In the chapter on Luke-Acts Powell discusses the models for understanding Jesus drawn from the Greco-Roman world. He discusses several in partricular that I found insightful: Jesus as philosopher, immortal, and benefactor (pp. 160-62). These are thought-provoking comparisons. When reflecting on Luke’s motive behind such comparisons one is reminded of what Josephus did for the Romans in translating Jewish culture for a Roman audience (I am thinking especiually of his use of terms such as “wearing the diadem,” etc., in place of messiah language). See, on this point, especially Matthew V. Novenson’s The Grammar of Messianism: An Ancient Jewish Political Idiom and Its Users (New York: Oxford University Press, 2017), 145-148.
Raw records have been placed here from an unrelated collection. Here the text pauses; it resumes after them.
// maps data coordinates to pixel coordinates within a plot area
#[derive(Copy, Clone, Debug)]
struct Axes {
    rect: Rect,
    xlim: (f64, f64),
    ylim: (f64, f64),
}

impl Axes {
    fn px(&self, x: f64) -> f64 {
        self.rect.x0
            + (x - self.xlim.0) / (self.xlim.1 - self.xlim.0)
            * (self.rect.x1 - self.rect.x0)
    }

    fn py(&self, y: f64) -> f64 {
        self.rect.y1
            - (y - self.ylim.0) / (self.ylim.1 - self.ylim.0)
            * (self.rect.y1 - self.rect.y0)
    }

    fn data_x(&self, px: f64) -> f64 {
        self.xlim.0
            + (px - self.rect.x0) / (self.rect.x1 - self.rect.x0)
            * (self.xlim.1 - self.xlim.0)
    }
}

struct Canvas {
    img: RgbImage,
    clip: Rect,
    face: Typeface,
    sizes: Sizes,
}

impl Canvas {
    fn new(config: RenderConfig, face: Typeface) -> Self {
        let img = RgbImage::from_pixel(config.width, config.height, WHITE);
        let clip = Rect {
            x0: 0.0,
            y0: 0.0,
            x1: (config.width - 1) as f64,
            y1: (config.height - 1) as f64,
        };
        Self { img, clip, face, sizes: Sizes::new(config) }
    }

    fn blend(&mut self, px: i64, py: i64, color: Rgb<u8>, alpha: f32) {
        if !self.clip.contains(px, py) { return; }
        let (Ok(ux), Ok(uy)) = (u32::try_from(px), u32::try_from(py))
            else { return; };
        let Some(pixel) = self.img.get_pixel_mut_checked(ux, uy)
            else { return; };
        pixel.0.iter_mut().zip(color.0)
            .for_each(|(c, new)| {
                let mixed = alpha * new as f32 + (1.0 - alpha) * *c as f32;
                *c = mixed.round().clamp(0.0, 255.0) as u8;
            });
    }

    fn stamp(&mut self, px: f64, py: f64, color: Rgb<u8>, alpha: f32) {
        let x0 = px.round() as i64 - LINE_WIDTH / 2;
        let y0 = py.round() as i64 - LINE_WIDTH / 2;
        for dy in 0..LINE_WIDTH {
            for dx in 0..LINE_WIDTH {
                self.blend(x0 + dx, y0 + dy, color, alpha);
            }
        }
    }

    // draw a polyline through pixel coordinates
    fn polyline<I>(&mut self, points: I, color: Rgb<u8>, alpha: f32, stroke: Stroke)
    where I: IntoIterator<Item = (f64, f64)>
    {
        let mut travelled: f64 = 0.0;
        let mut prev: Option<(f64, f64)> = None;
        for p in points {
            let Some(q) = prev.replace(p) else {
                self.stamp(p.0, p.1, color, alpha);
                continue;
            };
            let (dx, dy) = (p.0 - q.0, p.1 - q.1);
            let len = dx.hypot(dy);
            let steps = len.ceil().max(1.0) as usize;
            for i in 1..=steps {
                let t = i as f64 / steps as f64;
                let on = match stroke {
                    Stroke::Solid => true,
                    Stroke::Dashed => {
                        (travelled + t * len) % (DASH.0 + DASH.1) < DASH.0
                    },
                };
                if on { self.stamp(q.0 + t * dx, q.1 + t * dy, color, alpha); }
            }
            travelled += len;
        }
    }

    // draw a line of text; for horizontal text `anchor.1` is the top of the
    // line box, for vertical text `anchor.0` is its left edge
    fn text(&mut self, label: Label, anchor: (f64, f64)) {
        let width = self.face.width(label.text, label.size) as f64;
        let shift = match label.align {
            Align::Start => 0,
            Align::Center => (width / 2.0).round() as i64,
            Align::End => width.round() as i64,
        };
        let (ax, ay) = (anchor.0.round() as i64, anchor.1.round() as i64);
        for (lx, ly, c) in self.face.coverage(label.text, label.size) {
            let (px, py) = match label.orient {
                Orient::Horizontal => (ax - shift + lx, ay + ly),
                Orient::Vertical => (ax + ly, ay + shift - lx),
            };
            self.blend(px, py, BLACK, c);
        }
    }

    fn legend(&mut self, rect: Rect, corner: Corner, series: &[Series]) {
        let entries: Vec<&Series>
            = series.iter().filter(|s| s.legend).collect();
        if entries.is_empty() { return; }
        let Sizes { label: size, pad, .. } = self.sizes;
        let row = self.face.line_height(size) as f64;
        let swatch = 2.0 * size as f64;
        let text_w
            = entries.iter()
            .map(|s| self.face.width(s.label, size) as f64)
            .fold(0.0, f64::max);
        let w = 3.0 * pad + swatch + text_w + pad;
        let h = row * entries.len() as f64 + 2.0 * pad;
        let x0 = rect.x1 - 2.0 * pad - w;
        let y0 = match corner {
            Corner::UpperRight => rect.y0 + 2.0 * pad,
            Corner::LowerRight => rect.y1 - 2.0 * pad - h,
        };
        let bx = Rect { x0, y0, x1: x0 + w, y1: y0 + h };
        (bx.y0.round() as i64..=bx.y1.round() as i64)
            .for_each(|py| self.hspan(py as f64, bx.x0, bx.x1, WHITE, LEGEND_ALPHA));
        self.frame_colored(bx, GRAY);
        for (i, s) in entries.into_iter().enumerate() {
            let top = y0 + pad + i as f64 * row;
            let mid = top + row / 2.0;
            self.polyline(
                [(x0 + pad, mid), (x0 + pad + swatch, mid)],
                s.color,
                1.0,
                Stroke::Solid,
            );
            self.text(Label::new(s.label, size, Align::Start), (x0 + 2.0 * pad + swatch, top));
        }
    }

    fn hspan(&mut self, py: f64, x0: f64, x1: f64, color: Rgb<u8>, alpha: f32) {
        let py = py.round() as i64;
        (x0.round() as i64..=x1.round() as i64)
            .for_each(|px| self.blend(px, py, color, alpha));
    }

    fn vspan(&mut self, px: f64, y0: f64, y1: f64, color: Rgb<u8>, alpha: f32) {
        let px = px.round() as i64;
        let (lo, hi) = if y0 <= y1 { (y0, y1) } else { (y1, y0) };
        (lo.round() as i64..=hi.round() as i64)
            .for_each(|py| self.blend(px, py, color, alpha));
    }

    fn frame_colored(&mut self, rect: Rect, color: Rgb<u8>) {
        self.hspan(rect.y0, rect.x0, rect.x1, color, 1.0);
        self.hspan(rect.y1, rect.x0, rect.x1, color, 1.0);
        self.vspan(rect.x0, rect.y0, rect.y1, color, 1.0);
        self.vspan(rect.x1, rect.y0, rect.y1, color, 1.0);
    }

    fn frame(&mut self, rect: Rect) { self.frame_colored(rect, BLACK); }

    // draw grid lines, tick marks, and tick labels; returns the width of the
    // widest y tick label
    fn grid(&mut self, axes: &Axes) -> f64 {
        let r = axes.rect;
        const TICK: f64 = 6.0;
        let Sizes { tick: size, pad, .. } = self.sizes;
        for x in ticks(axes.xlim) {
            let px = axes.px(x);
            self.vspan(px, r.y0, r.y1, GRAY, GRID_ALPHA);
            self.vspan(px, r.y1, r.y1 - TICK, BLACK, 1.0);
            let text = tick_label(x, axes.xlim);
            self.text(Label::new(&text, size, Align::Center), (px, r.y1 + pad));
        }
        let half = self.face.line_height(size) as f64 / 2.0;
        let mut widest: f64 = 0.0;
        for y in ticks(axes.ylim) {
            let py = axes.py(y);
            self.hspan(py, r.x0, r.x1, GRAY, GRID_ALPHA);
            self.hspan(py, r.x0, r.x0 + TICK, BLACK, 1.0);
            let text = tick_label(y, axes.ylim);
            widest = widest.max(self.face.width(&text, size) as f64);
            self.text(Label::new(&text, size, Align::End), (r.x0 - pad, py - half));
        }
        widest
    }

    fn annotate(&mut self, axes: &Axes, panel: &Panel, tick_width: f64) {
        let r = axes.rect;
        let Sizes { title, label, tick, pad } = self.sizes;
        let cx = (r.x0 + r.x1) / 2.0;
        let cy = (r.y0 + r.y1) / 2.0;
        let title_h = self.face.line_height(title) as f64;
        self.text(Label::new(panel.title, title, Align::Center), (cx, r.y0 - pad - title_h));
        let tick_h = self.face.line_height(tick) as f64;
        self.text(
            Label::new(panel.xlabel, label, Align::Center),
            (cx, r.y1 + 2.0 * pad + tick_h),
        );
        let label_h = self.face.line_height(label) as f64;
        let left = (r.x0 - 3.0 * pad - tick_width - label_h).max(0.0);
        self.text(Label::new(panel.ylabel, label, Align::Center).vertical(), (left, cy));
    }

    // shade between a series and y = 0, one pixel column at a time so that no
    // pixel is blended twice
    fn fill(&mut self, axes: &Axes, series: &Series, alpha: f32) {
        let n = series.x.len();
        if n < 2 { return; }
        let (xmin, xmax) = (series.x[0], series.x[n - 1]);
        let zero = axes.py(0.0);
        let c0 = axes.px(xmin).ceil() as i64;
        let c1 = axes.px(xmax).floor() as i64;
        for col in c0..=c1 {
            let x = axes.data_x(col as f64);
            let i = series.x.iter()
                .position(|xk| *xk >= x)
                .unwrap_or(n - 1)
                .max(1);
            let (xa, xb) = (series.x[i - 1], series.x[i]);
            let (ya, yb) = (series.y[i - 1], series.y[i]);
            let t = if xb > xa { ((x - xa) / (xb - xa)).clamp(0.0, 1.0) } else { 0.0 };
            let y = ya + t * (yb - ya);
            self.vspan(col as f64, axes.py(y), zero, series.color, alpha);
        }
    }

    fn panel(&mut self, rect: Rect, panel: &Panel) {
        let axes = Axes { rect, xlim: panel.xlim(), ylim: panel.ylim() };
        let tick_width = self.grid(&axes);
        self.annotate(&axes, panel, tick_width);
        self.clip = rect;
        if let Some(y) = panel.hline {
            let py = axes.py(y);
            self.polyline(
                [(rect.x0, py), (rect.x1, py)], GRAY, REF_ALPHA, Stroke::Dashed);
        }
        if let Some(x) = panel.vline {
            let px = axes.px(x);
            self.polyline(
                [(px, rect.y1), (px, rect.y0)], GRAY, REF_ALPHA, Stroke::Dashed);
        }
        for series in panel.series.iter() {
            if series.fill { self.fill(&axes, series, FILL_ALPHA); }
            let points
                = series.x.iter().zip(series.y.iter())
                .map(|(x, y)| (axes.px(*x), axes.py(*y)));
            self.polyline(points, series.color, 1.0, Stroke::Solid);
        }
        if let Some(corner) = panel.legend {
            self.legend(rect, corner, &panel.series);
        }
        self.clip = Rect {
            x0: 0.0,
            y0: 0.0,
            x1: (self.img.width() - 1) as f64,
            y1: (self.img.height() - 1) as f64,
        };
        self.frame(rect);
    }
}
When describing the various models and images that Luke employs for understanding Jesus Powell concludes by saying, “Taken together, these glimpses provide a complex and somewhat confusing portrait of Jesus that would have offered most of Luke’s readers something that was familiar, mixed, perhaps, with much that was not” (p. 163). I do not think I would describe the results of Luke’s tapestry in this way. Luke’s portrait of Jesus may seem confusing to us but we must, in my opinion, maintain a hermeneutic of trust and assume that it made sense to his first readers.

There is one small lacuna in the chapter on the Gospel of John that relates to the identity of the author. Overall Powell does a good job of describing the complexity of the issue (pp. 196-200), but he does not mention the work of Richard Bauckham in this context. See especially Backham’s chapter, “Who Was The Beloved Disciple? (Continued),”  in Jesus and the Eyewitnesses: The Gospels as Eyewitness Testimony, 2nd ed. (Grand Rapids: Eerdmans, 2017). To be fair, he does reference others, but as far as I am aware Bauckham makes a contribution to the question that is somewhat unique. Although Bauckham’s position is, admittedly, a minority, he is an accomplished scholar in Johannine studies and so I think Powell’s section here would’ve benefited from mentioning his work.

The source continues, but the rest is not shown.